[[ Stored data, beginning ]]
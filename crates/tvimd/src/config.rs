//! Daemon configuration.
//!
//! Read from an optional TOML file; every field has a default. The
//! environment variables `TVIM_SOCKET`, `TVIM_STATE_DIR` and
//! `TVIM_PROVIDERS_DIR` override the file.

use std::path::{Path, PathBuf};

use serde::Deserialize;
use thiserror::Error;
use tracing::debug;

use tvim_core::UserId;

/// Default socket path for the daemon.
pub const DEFAULT_SOCKET_PATH: &str = "/tmp/tvim.sock";

pub const ENV_SOCKET: &str = "TVIM_SOCKET";
pub const ENV_STATE_DIR: &str = "TVIM_STATE_DIR";
pub const ENV_PROVIDERS_DIR: &str = "TVIM_PROVIDERS_DIR";

#[derive(Debug, Error)]
pub enum ConfigError {
    #[error("failed to read config {path}: {source}")]
    Read {
        path: PathBuf,
        #[source]
        source: std::io::Error,
    },

    #[error("invalid config {path}: {message}")]
    Parse { path: PathBuf, message: String },
}

#[derive(Debug, Clone, PartialEq, Eq, Deserialize)]
#[serde(default)]
pub struct Config {
    pub socket_path: PathBuf,
    /// Settings documents and watch logs.
    pub state_dir: PathBuf,
    /// Provider manifests.
    pub providers_dir: PathBuf,
    /// The user active at startup.
    pub current_user: UserId,
}

impl Default for Config {
    fn default() -> Self {
        let state_dir = dirs::state_dir()
            .unwrap_or_else(|| PathBuf::from("/tmp"))
            .join("tvim");
        let providers_dir = dirs::config_dir()
            .unwrap_or_else(|| PathBuf::from("/tmp"))
            .join("tvim")
            .join("providers");
        Self {
            socket_path: PathBuf::from(DEFAULT_SOCKET_PATH),
            state_dir,
            providers_dir,
            current_user: UserId::SYSTEM,
        }
    }
}

impl Config {
    /// Default location of the config file.
    pub fn default_path() -> Option<PathBuf> {
        dirs::config_dir().map(|d| d.join("tvim").join("tvimd.toml"))
    }

    /// Loads `path` if it exists, then applies environment overrides.
    pub fn load(path: Option<&Path>) -> Result<Self, ConfigError> {
        let mut config = match path {
            Some(path) if path.exists() => Self::from_file(path)?,
            Some(path) => {
                debug!(path = %path.display(), "No config file, using defaults");
                Self::default()
            }
            None => Self::default(),
        };
        config.apply_env(|key| std::env::var(key).ok());
        Ok(config)
    }

    pub fn from_file(path: &Path) -> Result<Self, ConfigError> {
        let raw = std::fs::read_to_string(path).map_err(|source| ConfigError::Read {
            path: path.to_path_buf(),
            source,
        })?;
        toml::from_str(&raw).map_err(|e| ConfigError::Parse {
            path: path.to_path_buf(),
            message: e.to_string(),
        })
    }

    fn apply_env(&mut self, lookup: impl Fn(&str) -> Option<String>) {
        if let Some(socket) = lookup(ENV_SOCKET) {
            self.socket_path = PathBuf::from(socket);
        }
        if let Some(dir) = lookup(ENV_STATE_DIR) {
            self.state_dir = PathBuf::from(dir);
        }
        if let Some(dir) = lookup(ENV_PROVIDERS_DIR) {
            self.providers_dir = PathBuf::from(dir);
        }
    }
}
[[ Stored data, end ]]
(What to produce)
Taking the records as a whole, report how many of their lines include the word "Parse". Nothing but the number is wanted.

(Expected answer)
2